Pentacyclic Triterpenoid Acids Inhibit the Expression of Quorum Sensing-Related Virulence Factors and the Formation of Biofilm in Pseudomonas aeruginosa PAO1

Background/Objectives: Numerous natural compounds have been reported to exhibit anti-virulence properties against pathogenic bacteria. Particularly, plants constitute a rich source of anti-quorum-sensing (QS) and anti-biofilm compounds with highly diverse chemical structures. Notably, several studies reported that plant-derived pentacyclic triterpenoids exert anti-biofilm activity against Pseudomonas aeruginosa without affecting bacterial viability, suggesting that this class of naturally occurring chemical compounds may represent a source of potent and clinically relevant anti-biofilm agents.

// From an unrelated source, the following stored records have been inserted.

//! FFI use-case API for console-facing calls.
//!
//! # Responsibility
//! - Expose stable, use-case-level functions to the UI runtime via FRB.
//! - Keep error semantics simple for UI integration.
//!
//! # Invariants
//! - Exported functions must not panic across the FFI boundary.
//! - Return values are plain envelope structs with stable meaning.

use blotter_core::db::open_db;
use blotter_core::{
    core_version as core_version_inner, init_logging as init_logging_inner, ping as ping_inner,
    render_feed, Clock, DeltaSynchronizer, SqliteKvStore, SystemClock,
};
use log::warn;
use std::path::PathBuf;
use std::sync::OnceLock;

const CONSOLE_DB_FILE_NAME: &str = "blotter_console.sqlite3";
static CONSOLE_DB_PATH: OnceLock<PathBuf> = OnceLock::new();

/// Minimal health-check API for FRB smoke integration.
///
/// # FFI contract
/// - Sync call, non-blocking.
/// - Never throws; always returns a UTF-8 string.
#[flutter_rust_bridge::frb(sync)]
pub fn ping() -> String {
    ping_inner().to_owned()
}

/// Expose core crate version through FFI.
///
/// # FFI contract
/// - Sync call, non-blocking.
/// - Never throws; always returns a UTF-8 string.
#[flutter_rust_bridge::frb(sync)]
pub fn core_version() -> String {
    core_version_inner().to_owned()
}

/// Initializes Rust core logging once per process.
///
/// Input semantics:
/// - `level`: one of `trace|debug|info|warn|error` (case-insensitive).
/// - `log_dir`: absolute directory path where rolling logs are written.
///
/// # FFI contract
/// - Safe to call repeatedly with the same `level + log_dir` (idempotent).
/// - Reconfiguration attempts with different level or directory return
///   an error message.
/// - Never panics; returns empty string on success and error message on
///   failure.
#[flutter_rust_bridge::frb(sync)]
pub fn init_logging(level: String, log_dir: String) -> String {
    match init_logging_inner(level.as_str(), log_dir.as_str()) {
        Ok(()) => String::new(),
        Err(err) => err,
    }
}

/// Result envelope for one synchronization run.
#[derive(Debug, Clone, PartialEq, Eq)]
pub struct SyncActivityResponse {
    /// Whether the run completed.
    pub ok: bool,
    /// Events appended this run.
    pub appended: u32,
    /// Legacy-marked entries removed by the janitorial filter.
    pub junk_removed: u32,
    /// Human-readable response message for diagnostics/UI.
    pub message: String,
}

impl SyncActivityResponse {
    fn failure(message: impl Into<String>) -> Self {
        let message = message.into();
        warn!("event=ffi_call module=ffi status=error op=sync_activity message={message}");
        Self {
            ok: false,
            appended: 0,
            junk_removed: 0,
            message,
        }
    }
}

/// One rendered feed row for the recent-activity panel.
#[derive(Debug, Clone, PartialEq, Eq)]
pub struct ActivityFeedItem {
    pub title: String,
    pub editor: String,
    /// Relative label, e.g. `just now`, `5m ago`, `yesterday`.
    pub time_ago: String,
    /// Epoch milliseconds.
    pub timestamp: i64,
}

/// Feed response envelope.
#[derive(Debug, Clone, PartialEq, Eq)]
pub struct ActivityFeedResponse {
    /// Whether the read completed.
    pub ok: bool,
    /// Feed rows, most recent first (at most 7).
    pub items: Vec<ActivityFeedItem>,
    /// Human-readable response message for diagnostics/UI.
    pub message: String,
}

impl ActivityFeedResponse {
    fn failure(message: impl Into<String>) -> Self {
        let message = message.into();
        warn!("event=ffi_call module=ffi status=error op=recent_activity message={message}");
        Self {
            ok: false,
            items: Vec::new(),
            message,
        }
    }
}

/// Runs one activity synchronization pass over the console database.
///
/// # FFI contract
/// - Sync call, DB-backed execution.
/// - Never panics.
/// - Safe to invoke from any trigger (timer tick, store-change signal);
///   repeat runs with unchanged data append nothing.
#[flutter_rust_bridge::frb(sync)]
pub fn sync_activity() -> SyncActivityResponse {
    let db_path = resolve_console_db_path();
    let conn = match open_db(&db_path) {
        Ok(conn) => conn,
        Err(err) => return SyncActivityResponse::failure(format!("sync_activity failed: {err}")),
    };
    let store = match SqliteKvStore::try_new(&conn) {
        Ok(store) => store,
        Err(err) => return SyncActivityResponse::failure(format!("sync_activity failed: {err}")),
    };

    match DeltaSynchronizer::new(store).synchronize() {
        Ok(outcome) => {
            let message = if outcome.changed() {
                format!(
                    "Recorded {} new activity entry(ies), removed {} legacy entry(ies).",
                    outcome.appended, outcome.junk_removed
                )
            } else {
                "No new activity.".to_string()
            };
            SyncActivityResponse {
                ok: true,
                appended: outcome.appended as u32,
                junk_removed: outcome.junk_removed as u32,
                message,
            }
        }
        Err(err) => SyncActivityResponse::failure(format!("sync_activity failed: {err}")),
    }
}

/// Returns the recent-activity feed with relative-time labels.
///
/// # FFI contract
/// - Sync call, DB-backed execution.
/// - Never panics.
/// - Returns at most 7 rows sorted by timestamp descending.
#[flutter_rust_bridge::frb(sync)]
pub fn recent_activity() -> ActivityFeedResponse {
    let db_path = resolve_console_db_path();
    let conn = match open_db(&db_path) {
        Ok(conn) => conn,
        Err(err) => return ActivityFeedResponse::failure(format!("recent_activity failed: {err}")),
    };
    let store = match SqliteKvStore::try_new(&conn) {
        Ok(store) => store,
        Err(err) => return ActivityFeedResponse::failure(format!("recent_activity failed: {err}")),
    };

    let items = render_feed(&store, SystemClock.now_ms())
        .into_iter()
        .map(|item| ActivityFeedItem {
            title: item.title,
            editor: item.editor,
            time_ago: item.time_ago,
            timestamp: item.timestamp,
        })
        .collect::<Vec<_>>();
    let message = if items.is_empty() {
        "No recent activity.".to_string()
    } else {
        format!("Loaded {} activity row(s).", items.len())
    };

    ActivityFeedResponse {
        ok: true,
        items,
        message,
    }
}

fn resolve_console_db_path() -> PathBuf {
    CONSOLE_DB_PATH
        .get_or_init(|| {
            if let Ok(raw) = std::env::var("BLOTTER_DB_PATH") {
                let trimmed = raw.trim();
                if !trimmed.is_empty() {
                    return PathBuf::from(trimmed);
                }
            }
            std::env::temp_dir().join(CONSOLE_DB_FILE_NAME)
        })
        .clone()
}
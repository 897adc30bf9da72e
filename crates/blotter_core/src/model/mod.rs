//! Domain record types shared by console views and the synchronizer.
//!
//! # Responsibility
//! - Define canonical record shapes matching the console's stored JSON.
//! - Provide key derivation and assignment-time validation helpers.

pub mod activity;
pub mod case;
pub mod curfew;
pub mod summons;
use blotter_core::store::keys;
use blotter_core::{
    recent_events, render_feed, write_json, ActivityEvent, KvStore, MemoryKvStore,
    RECENT_FEED_LIMIT,
};

const NOW_MS: i64 = 1_800_000_000_000;
const MINUTE_MS: i64 = 60 * 1000;

fn event_at(timestamp: i64) -> ActivityEvent {
    ActivityEvent::new(
        format!("C{timestamp} - NEW CASE LOGGED"),
        "New case logged",
        "System",
        timestamp,
    )
}

#[test]
fn feed_exposes_seven_most_recent_events_descending() {
    let store = MemoryKvStore::new();
    // Append in shuffled order; the feed must sort by timestamp.
    let timestamps = [3, 9, 1, 7, 10, 2, 8, 4, 6, 5];
    let log: Vec<ActivityEvent> = timestamps
        .iter()
        .map(|offset| event_at(NOW_MS - offset * MINUTE_MS))
        .collect();
    write_json(&store, keys::ACTIVITY_HISTORY, &log).unwrap();

    let recent = recent_events(&store);
    assert_eq!(recent.len(), RECENT_FEED_LIMIT);

    let offsets: Vec<i64> = recent
        .iter()
        .map(|event| (NOW_MS - event.timestamp) / MINUTE_MS)
        .collect();
    assert_eq!(offsets, vec![1, 2, 3, 4, 5, 6, 7]);
}

#[test]
fn short_logs_are_returned_whole() {
    let store = MemoryKvStore::new();
    write_json(
        &store,
        keys::ACTIVITY_HISTORY,
        &vec![event_at(NOW_MS - MINUTE_MS), event_at(NOW_MS)],
    )
    .unwrap();

    let recent = recent_events(&store);
    assert_eq!(recent.len(), 2);
    assert_eq!(recent[0].timestamp, NOW_MS);
}

#[test]
fn rendered_feed_carries_relative_labels() {
    let store = MemoryKvStore::new();
    write_json(
        &store,
        keys::ACTIVITY_HISTORY,
        &vec![
            event_at(NOW_MS - 30 * 1000),
            event_at(NOW_MS - 5 * MINUTE_MS),
            event_at(NOW_MS - 3 * 60 * MINUTE_MS),
            event_at(NOW_MS - 30 * 60 * MINUTE_MS),
            event_at(NOW_MS - 4 * 24 * 60 * MINUTE_MS),
        ],
    )
    .unwrap();

    let feed = render_feed(&store, NOW_MS);
    let labels: Vec<&str> = feed.iter().map(|item| item.time_ago.as_str()).collect();
    assert_eq!(labels, vec!["just now", "5m ago", "3h ago", "yesterday", "4d ago"]);
}

#[test]
fn missing_or_malformed_log_renders_an_empty_feed() {
    let store = MemoryKvStore::new();
    assert!(render_feed(&store, NOW_MS).is_empty());

    store.set(keys::ACTIVITY_HISTORY, "not a log").unwrap();
    assert!(render_feed(&store, NOW_MS).is_empty());
}
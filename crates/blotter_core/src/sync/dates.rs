//! Lenient record-date parsing.
//!
//! Record dates come from free-entry form fields and may be malformed.
//! The chain is: date + time, then date alone (midnight), then the
//! caller's fallback timestamp. Malformed input must never raise; the
//! degraded "just now" timestamp on a new-record event is an accepted
//! inaccuracy, not a defect.

use time::macros::format_description;
use time::{Date, PrimitiveDateTime, Time};

/// Resolves a record's own timestamp with the lenient fallback chain.
///
/// Accepted date shapes: `MM-DD-YYYY`, `YYYY-MM-DD`.
/// Accepted time shapes: `HH:MM`, `HH:MM:SS`, `hh:MM AM/PM`.
pub fn record_timestamp(date: Option<&str>, time: Option<&str>, fallback_ms: i64) -> i64 {
    let Some(parsed_date) = date.and_then(parse_date) else {
        return fallback_ms;
    };

    let parsed_time = time.and_then(parse_time).unwrap_or(Time::MIDNIGHT);
    to_epoch_ms(parsed_date, parsed_time)
}

fn parse_date(value: &str) -> Option<Date> {
    let trimmed = value.trim();
    Date::parse(trimmed, format_description!("[month]-[day]-[year]"))
        .ok()
        .or_else(|| Date::parse(trimmed, format_description!("[year]-[month]-[day]")).ok())
}

fn parse_time(value: &str) -> Option<Time> {
    let normalized = value.trim().to_ascii_uppercase();
    Time::parse(&normalized, format_description!("[hour]:[minute]:[second]"))
        .ok()
        .or_else(|| Time::parse(&normalized, format_description!("[hour]:[minute]")).ok())
        .or_else(|| {
            Time::parse(
                &normalized,
                format_description!("[hour repr:12]:[minute] [period]"),
            )
            .ok()
        })
}

fn to_epoch_ms(date: Date, time: Time) -> i64 {
    PrimitiveDateTime::new(date, time)
        .assume_utc()
        .unix_timestamp()
        * 1000
}
//! Recent-activity feed projection.
//!
//! Purely presentational: reads the activity log each call and derives
//! a bounded, ordered view with relative-time labels. No state of its
//! own.

use crate::model::activity::ActivityEvent;
use crate::store::{keys, read_list, KvStore};

/// Number of events exposed by the feed.
pub const RECENT_FEED_LIMIT: usize = 7;

const MINUTE_MS: i64 = 60 * 1000;
const HOUR_MS: i64 = 60 * MINUTE_MS;
const DAY_MS: i64 = 24 * HOUR_MS;

/// One rendered feed row.
#[derive(Debug, Clone, PartialEq, Eq)]
pub struct FeedItem {
    pub title: String,
    pub action_text: String,
    pub editor: String,
    pub timestamp: i64,
    /// Relative label, e.g. `just now`, `5m ago`, `yesterday`.
    pub time_ago: String,
}

/// Returns the activity log sorted by timestamp descending, truncated to
/// the [`RECENT_FEED_LIMIT`] most recent events.
pub fn recent_events<S: KvStore + ?Sized>(store: &S) -> Vec<ActivityEvent> {
    let mut events: Vec<ActivityEvent> = read_list(store, keys::ACTIVITY_HISTORY);
    events.sort_by(|a, b| b.timestamp.cmp(&a.timestamp));
    events.truncate(RECENT_FEED_LIMIT);
    events
}

/// Renders the feed with relative-time labels computed against `now_ms`.
pub fn render_feed<S: KvStore + ?Sized>(store: &S, now_ms: i64) -> Vec<FeedItem> {
    recent_events(store)
        .into_iter()
        .map(|event| FeedItem {
            time_ago: relative_label(now_ms, event.timestamp),
            title: event.title,
            action_text: event.action_text,
            editor: event.editor,
            timestamp: event.timestamp,
        })
        .collect()
}

/// Relative "time ago" label. Future timestamps clamp to `just now`.
pub fn relative_label(now_ms: i64, timestamp_ms: i64) -> String {
    let elapsed = (now_ms - timestamp_ms).max(0);
    if elapsed < MINUTE_MS {
        "just now".to_string()
    } else if elapsed < HOUR_MS {
        format!("{}m ago", elapsed / MINUTE_MS)
    } else if elapsed < DAY_MS {
        format!("{}h ago", elapsed / HOUR_MS)
    } else if elapsed < 2 * DAY_MS {
        "yesterday".to_string()
    } else {
        format!("{}d ago", elapsed / DAY_MS)
    }
}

Methods: To further investigate this hypothesis, we evaluated several commercially available pentacyclic triterpenoid acids of the oleanane, ursane and lupane types for their potential impact on QS mechanisms and biofilm formation in the P. aeruginosa PAO1 model strain. Results: Oleanane-type (oleanolic acid and maslinic acid), ursane-type (ursolic acid and corosolic acid) and lupane-type (betulinic acid) triterpenoids inhibited the expression of the QS-regulated lasB and rhlA genes as well as biofilm formation, without affecting bacterial growth. Among tested compounds, oleanolic and ursolic acids, at 400 µM, exhibited the strongest anti-biofilm activities, with 45% and 40% inhibition, respectively. Fluorescence microscopy revealed a marked disorganization of biofilm architectures, with bacterial communities failing to establish compact cell-to-cell attachment and confluent microcolonies. Further analyses indicated that these triterpenoid acids did not affect the expression of QS-regulator genes (lasR/I and rhlR/I), suggesting that their impact on lasB and rhlA expression and biofilm formation is independent of the las and rhl systems. Conclusions: These findings suggest that oleanane and ursane triterpenoid acids represent promising chemical backbones for the development of strategies aimed at inhibiting P. aeruginosa biofilm formation.